Сюжетика третьей сказки сориентирована на авантюрно-рыцарские повествования XVIII века  –  о приключениях будто бы легендарных славянские витязей. «Мир, встающий перед нами со страниц повестей Чуйкова. Попова и Лёвшина,  –  отмечает Е.А. Костюхин,  –  это мир поразительно яркий и нереальный. Дело не только в том, что он полон добрых волшебниц, злых чародеев, ослепительных царевен и отвратительных чудовищ,  –  совершенно нереальны его историко-географические очертания <...> Славянский мир окружен врагами. <...> Но главные враги славян  –  это не чужие народы. Как в былинах, так и в повестях славянские богатыри всегда побеждают их без особых хлопот  –  косят, как траву. Страшные чудовища и злые чародеи, являющиеся из иного мира, живущие неизвестно где <...>  –  вот с кем приходится, прежде всего, сражаться богатырям. На службе у злых волшебников состоит всякая нечисть <...>. Чем больше этих чудовищ, тем ближе повествование к волшебной сказке <...>. Авантюрно-рыцарская проза XVIII века изобилует мотивами сказок как отечественных, так и восточных <...>. Покидая родную страну, герой попадает в «иной мир» сказки, где на каждом шагу его ждут опасности. И тут ему никак не обойтись без чудесной помощи, будь то добрая фея Добрада, дух Липоксай, а то и сами боги  –  или же знакомые по волшебным сказкам чудесный конь, меч Самосек...» [9, с. 11‑13].

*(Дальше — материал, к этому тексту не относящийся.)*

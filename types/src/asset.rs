//! Token symbols and quantities.
//!
//! Quantities are fixed-point integers scaled by the symbol precision, so
//! `30.00000000 WAX` is stored as `3_000_000_000` raw units at precision 8.

use serde::{Deserialize, Serialize};
use std::fmt;
use std::str::FromStr;

use crate::TypesError;

/// A token symbol with its decimal precision, written `8,VOTE`.
#[derive(Clone, Debug, PartialEq, Eq, Hash, Serialize, Deserialize)]
#[serde(try_from = "String", into = "String")]
pub struct Symbol {
    precision: u8,
    code: String,
}

impl Symbol {
    const MAX_CODE_LEN: usize = 7;
    const MAX_PRECISION: u8 = 18;

    pub fn new(precision: u8, code: impl Into<String>) -> Result<Self, TypesError> {
        let code = code.into();
        let valid = !code.is_empty()
            && code.len() <= Self::MAX_CODE_LEN
            && code.bytes().all(|b| b.is_ascii_uppercase())
            && precision <= Self::MAX_PRECISION;
        if !valid {
            return Err(TypesError::InvalidSymbol(format!("{precision},{code}")));
        }
        Ok(Self { precision, code })
    }

    /// Build a symbol the caller has already validated.
    pub(crate) fn from_static(precision: u8, code: &'static str) -> Self {
        Self {
            precision,
            code: code.to_string(),
        }
    }

    pub fn precision(&self) -> u8 {
        self.precision
    }

    pub fn code(&self) -> &str {
        &self.code
    }
}

impl fmt::Display for Symbol {
    fn fmt(&self, f: &mut fmt::Formatter<'_>) -> fmt::Result {
        write!(f, "{},{}", self.precision, self.code)
    }
}

impl FromStr for Symbol {
    type Err = TypesError;

    fn from_str(s: &str) -> Result<Self, Self::Err> {
        let (precision, code) = s
            .split_once(',')
            .ok_or_else(|| TypesError::InvalidSymbol(s.to_string()))?;
        let precision = precision
            .trim()
            .parse::<u8>()
            .map_err(|_| TypesError::InvalidSymbol(s.to_string()))?;
        Self::new(precision, code.trim())
    }
}

impl TryFrom<String> for Symbol {
    type Error = TypesError;

    fn try_from(s: String) -> Result<Self, Self::Error> {
        s.parse()
    }
}

impl From<Symbol> for String {
    fn from(symbol: Symbol) -> Self {
        symbol.to_string()
    }
}

/// A token quantity, written `30.00000000 WAX`.
#[derive(Clone, Debug, PartialEq, Eq, Hash, Serialize, Deserialize)]
#[serde(try_from = "String", into = "String")]
pub struct Asset {
    amount: u64,
    symbol: Symbol,
}

impl Asset {
    pub fn new(amount: u64, symbol: Symbol) -> Self {
        Self { amount, symbol }
    }

    /// Raw amount in the smallest unit of the symbol.
    pub fn amount(&self) -> u64 {
        self.amount
    }

    pub fn symbol(&self) -> &Symbol {
        &self.symbol
    }

    pub fn is_zero(&self) -> bool {
        self.amount == 0
    }
}

impl fmt::Display for Asset {
    fn fmt(&self, f: &mut fmt::Formatter<'_>) -> fmt::Result {
        let precision = u32::from(self.symbol.precision);
        if precision == 0 {
            return write!(f, "{} {}", self.amount, self.symbol.code);
        }
        let scale = 10u64.pow(precision);
        write!(
            f,
            "{}.{:0width$} {}",
            self.amount / scale,
            self.amount % scale,
            self.symbol.code,
            width = precision as usize
        )
    }
}

impl FromStr for Asset {
    type Err = TypesError;

    fn from_str(s: &str) -> Result<Self, Self::Err> {
        let invalid = || TypesError::InvalidAsset(s.to_string());
        let (quantity, code) = s.trim().split_once(' ').ok_or_else(invalid)?;
        let (whole, fraction) = quantity.split_once('.').unwrap_or((quantity, ""));
        let precision = u8::try_from(fraction.len()).map_err(|_| invalid())?;
        let symbol = Symbol::new(precision, code.trim())?;

        let digits = format!("{whole}{fraction}");
        if digits.is_empty() || !digits.bytes().all(|b| b.is_ascii_digit()) {
            return Err(invalid());
        }
        let amount = digits.parse::<u64>().map_err(|_| invalid())?;
        Ok(Self::new(amount, symbol))
    }
}

impl TryFrom<String> for Asset {
    type Error = TypesError;

    fn try_from(s: String) -> Result<Self, Self::Error> {
        s.parse()
    }
}

impl From<Asset> for String {
    fn from(asset: Asset) -> Self {
        asset.to_string()
    }
}
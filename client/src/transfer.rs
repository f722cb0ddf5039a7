//! Token transfers.

use oig_types::{AccountName, Asset};
use serde::{Deserialize, Serialize};

use crate::ClientError;

/// Arguments of a token transfer.
#[derive(Clone, Debug, PartialEq, Eq, Serialize, Deserialize)]
pub struct Transfer {
    pub from: AccountName,
    pub to: AccountName,
    pub quantity: Asset,
    pub memo: String,
}

pub trait TransferService: Send + Sync {
    fn transfer(&self, transfer: &Transfer) -> Result<(), ClientError>;
}
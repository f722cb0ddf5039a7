use thiserror::Error;

#[derive(Debug, Error)]
pub enum NodeError {
    #[error("config error: {0}")]
    Config(String),

    #[error("store error: {0}")]
    Store(#[from] oig_store::StoreError),

    #[error("LMDB error: {0}")]
    Lmdb(#[from] oig_store_lmdb::LmdbError),

    #[error("service client error: {0}")]
    Client(#[from] oig_client::ClientError),

    #[error("election error: {0}")]
    Election(#[from] oig_election::ElectionError),

    #[error("{} is locked by another running instance", .0.display())]
    Locked(std::path::PathBuf),

    #[error("IO error: {0}")]
    Io(#[from] std::io::Error),

    #[error("{0}")]
    Other(String),
}
//! Structured logging for the node.
//!
//! `RUST_LOG` overrides the configured level when it is set.

use std::str::FromStr;

use serde::{Deserialize, Serialize};
use tracing_subscriber::{fmt, layer::SubscriberExt, util::SubscriberInitExt, EnvFilter};

use crate::NodeError;

/// Output format for log lines.
#[derive(Debug, Clone, Copy, Default, PartialEq, Eq, Serialize, Deserialize)]
#[serde(rename_all = "lowercase")]
pub enum LogFormat {
    /// Human-readable lines for a terminal.
    #[default]
    Human,
    /// Newline-delimited JSON for log collectors.
    Json,
}

impl FromStr for LogFormat {
    type Err = NodeError;

    fn from_str(s: &str) -> Result<Self, Self::Err> {
        match s.to_ascii_lowercase().as_str() {
            "human" => Ok(Self::Human),
            "json" => Ok(Self::Json),
            other => Err(NodeError::Config(format!(
                "unknown log format {other:?} (expected \"human\" or \"json\")"
            ))),
        }
    }
}

/// Install the global subscriber. A second call in the same process is a
/// no-op.
pub fn init_logging(format: LogFormat, level: &str) {
    let filter = EnvFilter::try_from_default_env().unwrap_or_else(|_| EnvFilter::new(level));
    let registry = tracing_subscriber::registry().with(filter);

    let result = match format {
        LogFormat::Human => registry.with(fmt::layer().with_target(true)).try_init(),
        LogFormat::Json => registry.with(fmt::layer().json().with_target(true)).try_init(),
    };
    if result.is_err() {
        tracing::debug!("global subscriber already installed");
    }
}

Сохраняя те же черты, Даль скрепляет свой сюжет сказочным мотивом о трех разлученных братьях-близнецах (занесенных на Русь из тридесятого государства, из-за моря Варяжского), двое из которых по злому навету брошены в железной бочке в бездну океана, но по истечении семи лет их крестный отец Людохран Громовой отвод (как выясняется далее,  –  Перун), в битве с ведьмой Каргой Фоминичной и ее сестрой Бабой-Ягой, спасает близнецов. Они же, повзрослев, потянулись в бочке, та разлетелась осколками, и очутились на чудесном острове (тот же мотив использован Пушкиным в «Сказке о царе Салтане») и совершают множество подвигов, встречают некогда потерянного третьего брата-близнеца, и всем им Пересвета, дочь Людохрана, дарит доспехи новые: «на трех щитах, славянскою прописью, чеканною золотою насечкою, выбиты были имена; на одном: Рюрик, на другом: Синав, на третьем: Трувор» [IX, с. 56].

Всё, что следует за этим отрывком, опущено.